На фестивальных орбитах

Ирина Рубанова

Без взятия Бастилии

Непросто в это поверить, но 14 июля на фестивале не было ничего из того, что как раз в этот день, тем паче в этот день нынешнего года, не могло не быть. Речь, конечно, не о брызгах шампанского в садике и в гостиных французского посольства на московской улице Георгия Димитрова, бывшей Якиманке. Прием там, говорят, гудел чуть ли не с полудня. Не получилось увязать с 200-летием Великой. Французской революции, выпавшим аккурат на данное календарное число, и первоначальную, по-видимому, попытку закатить в этот особо праздничный день показ «Пятнадцатилетней», конкурсного фильма, сработанного на родине Марата и Робеспьера. Следы такого намерения хранит распорядок просмотров, опубликованный по-английски официальной программой МКФ на странице 12. Не получилось, потому что конкурсной французской картины в этот день не давали, о чем, правда, честно и заранее, еще до перевода на чужой язык предупредила та же официальная программа, излагая тот же распорядок на языке гласности. Правильно. Учите, люди, русский. А неудачник… Что ж, пусть неудачник плачет, кляня, кляня свою судьбу.

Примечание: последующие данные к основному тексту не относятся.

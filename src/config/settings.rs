//! Settings management utilities

use crate::{ArbitrageError, Result};
use std::env;

/// Environment variable expansion utility
pub struct EnvExpander;

impl EnvExpander {
    /// Expand environment variables in a string
    /// Supports the ${VAR_NAME} pattern
    pub fn expand(input: &str) -> Result<String> {
        let mut result = input.to_string();

        while let Some(start) = result.find("${") {
            if let Some(end) = result[start..].find('}') {
                let var_name = &result[start + 2..start + end];
                let var_value = env::var(var_name).map_err(|_| {
                    ArbitrageError::Config(format!(
                        "Environment variable '{}' not found",
                        var_name
                    ))
                })?;

                result.replace_range(start..start + end + 1, &var_value);
            } else {
                return Err(ArbitrageError::Config(
                    "Unclosed environment variable reference".to_string(),
                )
                .into());
            }
        }

        Ok(result)
    }

    /// Expand like [`expand`](Self::expand), substituting an empty string for
    /// unset variables. Lets a config file load before credentials exist;
    /// validation at connect time catches the empty value.
    pub fn expand_with_default(input: &str) -> Result<String> {
        let mut result = input.to_string();

        while let Some(start) = result.find("${") {
            if let Some(end) = result[start..].find('}') {
                let var_name = &result[start + 2..start + end];
                let var_value = env::var(var_name).unwrap_or_default();

                result.replace_range(start..start + end + 1, &var_value);
            } else {
                return Err(ArbitrageError::Config(
                    "Unclosed environment variable reference".to_string(),
                )
                .into());
            }
        }

        Ok(result)
    }
}

/// Configuration validation utilities
pub struct ConfigValidator;

impl ConfigValidator {
    /// Validate a token symbol format
    pub fn validate_symbol(symbol: &str) -> Result<()> {
        if symbol.is_empty() {
            return Err(ArbitrageError::Config("Symbol cannot be empty".to_string()).into());
        }

        if !symbol.chars().all(|c| c.is_ascii_alphanumeric()) {
            return Err(ArbitrageError::Config(
                "Symbol must contain only alphanumeric characters".to_string(),
            )
            .into());
        }

        Ok(())
    }

    /// Validate a percentage value (0.0 to 1.0)
    pub fn validate_percentage(value: f64, name: &str) -> Result<()> {
        if !(0.0..=1.0).contains(&value) {
            return Err(ArbitrageError::Config(format!(
                "{} must be between 0.0 and 1.0",
                name
            ))
            .into());
        }
        Ok(())
    }

    /// Validate a positive value
    pub fn validate_positive(value: f64, name: &str) -> Result<()> {
        if value <= 0.0 {
            return Err(ArbitrageError::Config(format!("{} must be positive", name)).into());
        }
        Ok(())
    }

    /// Validate a URL format
    pub fn validate_url(url: &str, name: &str) -> Result<()> {
        if url.is_empty() {
            return Err(ArbitrageError::Config(format!("{} cannot be empty", name)).into());
        }

        if !url.starts_with("http://") && !url.starts_with("https://") {
            return Err(ArbitrageError::Config(format!("{} must be a valid URL", name)).into());
        }

        Ok(())
    }
}
//! Durable trade state store
//!
//! One JSON file per trade under the state directory, overwritten on every
//! leg transition (write-ahead) and removed only when the trade reaches a
//! terminal status. Upserts go through a temp file and rename so a crash
//! mid-write never leaves a torn state file.

use crate::state::Trade;
use crate::{ArbitrageError, Result};
use std::path::{Path, PathBuf};
use tracing::{debug, info, warn};
use uuid::Uuid;

const ARCHIVE_DIR: &str = "archive";

/// File-backed persistence keyed by trade id
#[derive(Debug, Clone)]
pub struct TradeStateStore {
    state_dir: PathBuf,
}

impl TradeStateStore {
    /// Open (creating if needed) a store rooted at `state_dir`
    pub fn new<P: AsRef<Path>>(state_dir: P) -> Result<Self> {
        let state_dir = state_dir.as_ref().to_path_buf();
        std::fs::create_dir_all(&state_dir).map_err(|e| {
            ArbitrageError::Persistence(format!(
                "Failed to create state dir {}: {}",
                state_dir.display(),
                e
            ))
        })?;
        Ok(Self { state_dir })
    }

    fn path_for(&self, id: Uuid) -> PathBuf {
        self.state_dir.join(format!("{id}.json"))
    }

    /// Atomically write (create or overwrite) the trade's state file
    pub fn upsert(&self, trade: &Trade) -> Result<()> {
        let path = self.path_for(trade.id);
        let tmp = self.state_dir.join(format!("{}.json.tmp", trade.id));
        let payload = serde_json::to_vec_pretty(trade).map_err(|e| {
            ArbitrageError::Persistence(format!("Failed to serialize trade {}: {}", trade.id, e))
        })?;
        std::fs::write(&tmp, payload).map_err(|e| {
            ArbitrageError::Persistence(format!("Failed to write {}: {}", tmp.display(), e))
        })?;
        std::fs::rename(&tmp, &path).map_err(|e| {
            ArbitrageError::Persistence(format!("Failed to rename {}: {}", tmp.display(), e))
        })?;
        debug!(trade_id = %trade.id, status = %trade.status, "Persisted trade state");
        Ok(())
    }

    /// Remove the trade's state file after terminal completion
    pub fn delete(&self, id: Uuid) -> Result<()> {
        let path = self.path_for(id);
        if path.exists() {
            std::fs::remove_file(&path).map_err(|e| {
                ArbitrageError::Persistence(format!("Failed to delete {}: {}", path.display(), e))
            })?;
            info!(trade_id = %id, "Removed trade state file");
        }
        Ok(())
    }

    /// Move the trade's state file into the archive for manual review
    pub fn archive(&self, id: Uuid, reason: &str) -> Result<()> {
        let path = self.path_for(id);
        if !path.exists() {
            return Ok(());
        }
        let archive_dir = self.state_dir.join(ARCHIVE_DIR);
        std::fs::create_dir_all(&archive_dir).map_err(|e| {
            ArbitrageError::Persistence(format!("Failed to create archive dir: {}", e))
        })?;
        let archived = archive_dir.join(format!(
            "{}-{}-{}.json",
            id,
            reason,
            chrono::Utc::now().timestamp()
        ));
        std::fs::rename(&path, &archived).map_err(|e| {
            ArbitrageError::Persistence(format!(
                "Failed to archive {}: {}",
                path.display(),
                e
            ))
        })?;
        warn!(trade_id = %id, reason = %reason, path = %archived.display(), "Archived trade state");
        Ok(())
    }

    /// Load every persisted trade, skipping the archive and any file that
    /// no longer parses (logged, not fatal: one corrupt file must not block
    /// recovery of the rest).
    pub fn load_all(&self) -> Result<Vec<Trade>> {
        let mut trades = Vec::new();
        let entries = std::fs::read_dir(&self.state_dir).map_err(|e| {
            ArbitrageError::Persistence(format!(
                "Failed to read state dir {}: {}",
                self.state_dir.display(),
                e
            ))
        })?;
        for entry in entries {
            let entry = entry.map_err(|e| {
                ArbitrageError::Persistence(format!("Failed to read dir entry: {}", e))
            })?;
            let path = entry.path();
            if path.extension().and_then(|ext| ext.to_str()) != Some("json") {
                continue;
            }
            match std::fs::read(&path) {
                Ok(bytes) => match serde_json::from_slice::<Trade>(&bytes) {
                    Ok(trade) => trades.push(trade),
                    Err(e) => {
                        warn!(path = %path.display(), error = %e, "Skipping unparseable state file")
                    }
                },
                Err(e) => {
                    warn!(path = %path.display(), error = %e, "Skipping unreadable state file")
                }
            }
        }
        trades.sort_by_key(|trade| trade.created_at);
        Ok(trades)
    }
}

#[cfg(test)]
mod tests {
    use super::*;
    use crate::state::{Leg, LegSide, LegStatus, LegVenue, OpportunitySnapshot, Trade};
    use tempfile::tempdir;

    fn sample_trade() -> Trade {
        let snapshot = OpportunitySnapshot {
            pair_symbol: "LTC/BTC".to_string(),
            direction: 1,
            dex_order_id: "order-1".to_string(),
            dex_order_price: 0.0025,
            cost_amount: 10.0,
            swap_amount: 0.025,
            expected_profit: 0.6,
            expected_profit_ratio: 0.06,
            dex_fee: 0.0001,
            swap_outbound_fee: 0.00005,
            swap_memo: "=:LTC.LTC:addr".to_string(),
            swap_inbound_address: "bc1qinbound".to_string(),
        };
        let legs = vec![
            Leg::new(LegVenue::DexOrder, LegSide::Sell, "LTC", "BTC", 10.0),
            Leg::new(LegVenue::CrossChainSwap, LegSide::Send, "BTC", "LTC", 0.025),
        ];
        Trade::new(snapshot, legs)
    }

    #[test]
    fn test_upsert_and_load_round_trip() {
        let dir = tempdir().unwrap();
        let store = TradeStateStore::new(dir.path()).unwrap();

        let mut trade = sample_trade();
        store.upsert(&trade).unwrap();

        trade.legs[0].mark_submitted("order-abc").unwrap();
        store.upsert(&trade).unwrap();

        let loaded = store.load_all().unwrap();
        assert_eq!(loaded.len(), 1);
        assert_eq!(loaded[0].id, trade.id);
        assert_eq!(loaded[0].legs[0].status, LegStatus::Submitted);
        assert_eq!(loaded[0].legs[0].venue_id.as_deref(), Some("order-abc"));
    }

    #[test]
    fn test_delete_removes_file() {
        let dir = tempdir().unwrap();
        let store = TradeStateStore::new(dir.path()).unwrap();

        let trade = sample_trade();
        store.upsert(&trade).unwrap();
        assert_eq!(store.load_all().unwrap().len(), 1);

        store.delete(trade.id).unwrap();
        assert!(store.load_all().unwrap().is_empty());

        // Deleting again is a no-op
        store.delete(trade.id).unwrap();
    }

    #[test]
    fn test_archive_excluded_from_load() {
        let dir = tempdir().unwrap();
        let store = TradeStateStore::new(dir.path()).unwrap();

        let trade = sample_trade();
        store.upsert(&trade).unwrap();
        store.archive(trade.id, "unprofitable").unwrap();

        assert!(store.load_all().unwrap().is_empty());
        let archive = dir.path().join("archive");
        assert_eq!(std::fs::read_dir(archive).unwrap().count(), 1);
    }

    #[test]
    fn test_corrupt_file_skipped() {
        let dir = tempdir().unwrap();
        let store = TradeStateStore::new(dir.path()).unwrap();

        let trade = sample_trade();
        store.upsert(&trade).unwrap();
        std::fs::write(dir.path().join("garbage.json"), b"not json").unwrap();

        let loaded = store.load_all().unwrap();
        assert_eq!(loaded.len(), 1);
        assert_eq!(loaded[0].id, trade.id);
    }

    #[test]
    fn test_load_all_sorted_by_creation() {
        let dir = tempdir().unwrap();
        let store = TradeStateStore::new(dir.path()).unwrap();

        let first = sample_trade();
        std::thread::sleep(std::time::Duration::from_millis(5));
        let second = sample_trade();
        store.upsert(&second).unwrap();
        store.upsert(&first).unwrap();

        let loaded = store.load_all().unwrap();
        assert_eq!(loaded[0].id, first.id);
        assert_eq!(loaded[1].id, second.id);
    }
}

По поводу гримас информационного обслуживания участников фестиваля произнесено и написано столько грозного, ироничного, изысканно-презрительного и по-хамски зубоскальского, что впору начать сострадать людям, за него отвечавшим. Благо у нас об абстрактном гуманизме временно забыли и за всепрощенчество тоже пока не прорабатывают. К тому же в глубине многоопытного сознания гнездится паскудная мыслишка, что когда кое-кто из сегодняшних разоблачителей и насмешников возьмет бразды деятельности в свои руки, то хорошо еще, если получится хотя бы так же.

Так вот, в сокрытии факта взятия Бастилии вины службы информации не было. Это случилось в сферах, где ковалась концепция мероприятия. Правда, тут, похоже, не ее создавали, а она по-своему складывалась.

Стихии на XVI МКФ было весьма просторно. Это заметили многие.

Без особого риска ошибиться берусь утверждать, что в пору, когда Московский фестиваль был, так сказать, цельногосудар-ственным, а не государственно-общественным, как сейчас, он непременно нашел бы способ, как сплясать Карманьолу. Но не о соблюдении буквы протокола веду я тут речь.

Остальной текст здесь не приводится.